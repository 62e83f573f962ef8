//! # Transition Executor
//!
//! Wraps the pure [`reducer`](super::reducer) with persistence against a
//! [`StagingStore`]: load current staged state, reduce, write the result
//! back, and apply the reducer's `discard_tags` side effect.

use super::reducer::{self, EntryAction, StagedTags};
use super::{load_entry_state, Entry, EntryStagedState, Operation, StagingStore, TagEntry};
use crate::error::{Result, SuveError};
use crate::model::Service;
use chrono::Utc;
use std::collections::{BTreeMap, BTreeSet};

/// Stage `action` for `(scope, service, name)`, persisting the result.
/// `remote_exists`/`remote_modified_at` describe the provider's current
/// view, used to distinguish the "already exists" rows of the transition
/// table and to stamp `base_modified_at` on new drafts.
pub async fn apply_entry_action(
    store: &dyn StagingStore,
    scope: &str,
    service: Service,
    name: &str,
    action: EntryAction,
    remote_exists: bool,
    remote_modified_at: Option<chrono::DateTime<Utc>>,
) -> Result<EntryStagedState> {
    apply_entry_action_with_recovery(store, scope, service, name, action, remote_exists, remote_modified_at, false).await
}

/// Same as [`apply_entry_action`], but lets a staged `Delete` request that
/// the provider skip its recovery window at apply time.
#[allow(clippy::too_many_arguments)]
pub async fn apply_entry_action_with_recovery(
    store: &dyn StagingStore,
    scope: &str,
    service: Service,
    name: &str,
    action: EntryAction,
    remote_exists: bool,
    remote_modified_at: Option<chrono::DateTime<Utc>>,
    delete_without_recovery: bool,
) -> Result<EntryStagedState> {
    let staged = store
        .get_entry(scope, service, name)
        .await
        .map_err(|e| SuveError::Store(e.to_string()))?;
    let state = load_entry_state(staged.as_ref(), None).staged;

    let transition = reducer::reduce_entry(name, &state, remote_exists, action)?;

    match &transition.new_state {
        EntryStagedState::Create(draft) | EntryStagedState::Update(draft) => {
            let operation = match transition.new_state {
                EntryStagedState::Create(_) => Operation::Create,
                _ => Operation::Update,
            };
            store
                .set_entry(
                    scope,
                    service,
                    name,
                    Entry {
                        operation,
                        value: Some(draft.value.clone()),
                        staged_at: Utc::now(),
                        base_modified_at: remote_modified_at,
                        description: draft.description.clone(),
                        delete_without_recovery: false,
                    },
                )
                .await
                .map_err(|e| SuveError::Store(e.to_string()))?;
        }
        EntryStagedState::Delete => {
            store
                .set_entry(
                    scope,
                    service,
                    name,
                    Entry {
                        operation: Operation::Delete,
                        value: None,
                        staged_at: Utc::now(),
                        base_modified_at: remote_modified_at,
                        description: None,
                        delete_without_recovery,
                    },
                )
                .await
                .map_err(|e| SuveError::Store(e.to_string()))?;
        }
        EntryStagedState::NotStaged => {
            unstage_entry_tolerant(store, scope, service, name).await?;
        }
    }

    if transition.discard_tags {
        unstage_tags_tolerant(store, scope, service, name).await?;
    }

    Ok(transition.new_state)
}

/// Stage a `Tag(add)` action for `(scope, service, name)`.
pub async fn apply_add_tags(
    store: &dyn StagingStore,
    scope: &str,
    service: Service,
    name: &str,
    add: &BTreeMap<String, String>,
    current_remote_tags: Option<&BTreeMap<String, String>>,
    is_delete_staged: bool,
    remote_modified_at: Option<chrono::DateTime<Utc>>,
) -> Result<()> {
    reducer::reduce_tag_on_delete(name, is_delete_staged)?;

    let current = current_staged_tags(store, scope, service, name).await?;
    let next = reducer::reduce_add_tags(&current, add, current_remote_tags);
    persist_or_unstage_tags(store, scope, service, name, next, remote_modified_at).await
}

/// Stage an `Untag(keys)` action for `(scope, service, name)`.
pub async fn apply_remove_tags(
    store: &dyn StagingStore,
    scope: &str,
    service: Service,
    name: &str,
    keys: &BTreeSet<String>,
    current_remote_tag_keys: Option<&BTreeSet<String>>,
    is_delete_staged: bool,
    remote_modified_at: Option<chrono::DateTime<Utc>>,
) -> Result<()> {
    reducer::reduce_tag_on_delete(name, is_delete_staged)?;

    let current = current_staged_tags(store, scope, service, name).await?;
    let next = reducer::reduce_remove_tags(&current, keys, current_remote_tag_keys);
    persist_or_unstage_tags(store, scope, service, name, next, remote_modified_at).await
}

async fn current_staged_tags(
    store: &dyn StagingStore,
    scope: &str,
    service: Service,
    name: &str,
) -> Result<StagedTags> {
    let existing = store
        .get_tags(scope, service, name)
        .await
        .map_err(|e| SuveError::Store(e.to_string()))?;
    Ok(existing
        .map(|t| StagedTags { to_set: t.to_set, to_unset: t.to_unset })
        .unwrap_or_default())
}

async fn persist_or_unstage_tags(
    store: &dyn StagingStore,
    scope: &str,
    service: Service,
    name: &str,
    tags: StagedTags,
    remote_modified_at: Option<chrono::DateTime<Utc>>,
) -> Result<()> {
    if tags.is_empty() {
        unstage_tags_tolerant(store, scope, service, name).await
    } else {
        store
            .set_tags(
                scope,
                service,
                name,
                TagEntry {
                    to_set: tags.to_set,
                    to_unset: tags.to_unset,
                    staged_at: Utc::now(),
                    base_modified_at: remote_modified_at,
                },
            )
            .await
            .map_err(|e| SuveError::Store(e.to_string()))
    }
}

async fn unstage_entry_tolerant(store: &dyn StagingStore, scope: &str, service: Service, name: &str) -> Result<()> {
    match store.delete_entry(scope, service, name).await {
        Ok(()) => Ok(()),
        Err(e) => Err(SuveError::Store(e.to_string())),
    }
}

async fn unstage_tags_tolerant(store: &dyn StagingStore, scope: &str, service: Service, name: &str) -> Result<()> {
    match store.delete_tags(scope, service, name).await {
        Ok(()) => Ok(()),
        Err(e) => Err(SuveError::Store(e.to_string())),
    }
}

=-=-=

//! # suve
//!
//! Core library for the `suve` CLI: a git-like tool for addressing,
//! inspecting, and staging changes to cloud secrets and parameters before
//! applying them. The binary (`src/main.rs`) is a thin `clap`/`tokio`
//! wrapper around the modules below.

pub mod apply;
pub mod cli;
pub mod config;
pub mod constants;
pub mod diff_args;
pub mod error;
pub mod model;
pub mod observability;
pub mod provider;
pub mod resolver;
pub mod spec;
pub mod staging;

=-=-=

#### WHAT YOU SHOULD DO:
Print exactly the lines of the listing above starting at the line containing "repository 62e83f573f962ef8" and ending at the line containing "let state = load_entry_state(staged.as_ref(), None).staged;", both included.

#### WRITTEN ANSWER:
repository 62e83f573f962ef8
//! # Transition Executor
//!
//! Wraps the pure [`reducer`](super::reducer) with persistence against a
//! [`StagingStore`]: load current staged state, reduce, write the result
//! back, and apply the reducer's `discard_tags` side effect.

use super::reducer::{self, EntryAction, StagedTags};
use super::{load_entry_state, Entry, EntryStagedState, Operation, StagingStore, TagEntry};
use crate::error::{Result, SuveError};
use crate::model::Service;
use chrono::Utc;
use std::collections::{BTreeMap, BTreeSet};

/// Stage `action` for `(scope, service, name)`, persisting the result.
/// `remote_exists`/`remote_modified_at` describe the provider's current
/// view, used to distinguish the "already exists" rows of the transition
/// table and to stamp `base_modified_at` on new drafts.
pub async fn apply_entry_action(
    store: &dyn StagingStore,
    scope: &str,
    service: Service,
    name: &str,
    action: EntryAction,
    remote_exists: bool,
    remote_modified_at: Option<chrono::DateTime<Utc>>,
) -> Result<EntryStagedState> {
    apply_entry_action_with_recovery(store, scope, service, name, action, remote_exists, remote_modified_at, false).await
}

/// Same as [`apply_entry_action`], but lets a staged `Delete` request that
/// the provider skip its recovery window at apply time.
#[allow(clippy::too_many_arguments)]
pub async fn apply_entry_action_with_recovery(
    store: &dyn StagingStore,
    scope: &str,
    service: Service,
    name: &str,
    action: EntryAction,
    remote_exists: bool,
    remote_modified_at: Option<chrono::DateTime<Utc>>,
    delete_without_recovery: bool,
) -> Result<EntryStagedState> {
    let staged = store
        .get_entry(scope, service, name)
        .await
        .map_err(|e| SuveError::Store(e.to_string()))?;
    let state = load_entry_state(staged.as_ref(), None).staged;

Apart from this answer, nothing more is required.